Criticado por não reagir rápido ao Katrina, em 2005, presidente diz que, no caso do Gustav, ação foi ?excelente?

REUTERS, EFE E AP, O Estadao de S.Paulo

04 de setembro de 2008 | 00h00

O presidente americano, George W. Bush, qualificou ontem de "excelente" a resposta de seu governo ao furacão Gustav e anunciou que, a pedido de companhias petrolíferas, deve liberar mais petróleo da reserva estratégica do país. Bush visitou ontem Baton Rouge, capital do Estado da Louisiana, para conferir os danos provocados pelo ciclone, que deixou sem energia mais de 1,2 milhão de pessoas nos EUA."A fase 1 da resposta ao furacão foi muito boa", disse Bush num centro de comando para situações de emergência, destacando, porém, que há muito a ser feito, principalmente no que se refere à reparação dos sistemas de transmissão elétrica. "Nós estamos nos coordenando muito melhor desta vez do que após a passagem do Katrina", completou o presidente, criticado por sua demora em responder ao furacão que arrasou a região em 2005. Alguns habitantes de New Orleans começaram a voltar ontem à cidade, driblando os bloqueios das estradas, apesar de o prefeito Ray Nagin ter pedido que as famílias esperassem até hoje. À tarde, metade da cidade estava sem energia elétrica, o sistema de esgoto, danificado pelo furacão, não havia sido reparado e um toque de recolher continuava em vigor para evitar saques às casas vazias.De acordo com as primeiras estimativas da indústria de seguros, o Gustav causou prejuízos de US$ 2 bilhões a US$ 10 bilhões - uma quantia considerável, mas muito menor que os US$ 80 bilhões do Katrina.
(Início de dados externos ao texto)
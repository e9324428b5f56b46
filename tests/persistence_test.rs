#![cfg(feature = "storage-rocksdb")]

mod common;

use serde_json::json;
use tempfile::tempdir;

#[test]
fn test_rocksdb_state_survives_restart() {
    let dir = tempdir().unwrap();
    let db_path = dir.path().join("payments_db");
    let db_arg = format!("--db-path={}", db_path.display());

    // First run: create a user and a payment, move it to completed.
    let first = common::requests_file(&[
        common::create_user("Ada"),
        json!({"op": "create_payment", "orderId": "ORDER-DB0001", "userId": common::USER_ID,
               "amount": "75.25", "paymentMethod": "bank_transfer"}),
        json!({"op": "update_status", "orderId": "ORDER-DB0001", "status": "processing"}),
        json!({"op": "update_status", "orderId": "ORDER-DB0001", "status": "completed"}),
    ]);
    let responses = common::run_args(first.path(), &[&db_arg]);
    assert_eq!(responses[3]["body"]["status"], "completed");

    // Second run against the same database: the payment is still there and
    // still refundable.
    let second = common::requests_file(&[
        json!({"op": "get_payment", "orderId": "ORDER-DB0001"}),
        json!({"op": "refund", "orderId": "ORDER-DB0001", "refundAmount": "75.25",
               "refundReason": "Customer request"}),
    ]);
    let responses = common::run_args(second.path(), &[&db_arg]);
    assert_eq!(responses[0]["status"], 200);
    assert_eq!(responses[0]["body"]["status"], "completed");
    assert_eq!(responses[0]["body"]["amount"], "75.25");
    assert_eq!(responses[1]["status"], 200);
    assert_eq!(responses[1]["body"]["status"], "refunded");

    // Third run: the refund is permanent.
    let third = common::requests_file(&[
        json!({"op": "refund", "orderId": "ORDER-DB0001", "refundAmount": "10.00",
               "refundReason": "Customer request"}),
    ]);
    let responses = common::run_args(third.path(), &[&db_arg]);
    assert_eq!(responses[0]["status"], 400);
    assert_eq!(
        responses[0]["body"]["message"],
        "This payment has already been refunded"
    );
}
No total, 2 milhões de pessoas deixaram suas casas antes de o furacão chegar aos EUA.No sudeste do país, autoridades locais tentavam decidir ontem se esvaziariam algumas cidades antes da passagem da tempestade tropical Hanna, que causou grande estrago no Haiti e deve se transformar em furacão antes de chegar aos EUA. Segundo estimativas, o novo ciclone passará pela Flórida e a Geórgia, antes de atingir a Carolina do Sul.No total, 16 pessoas morreram nos EUA com a passagem do Gustav - a maioria em acidentes de trânsito.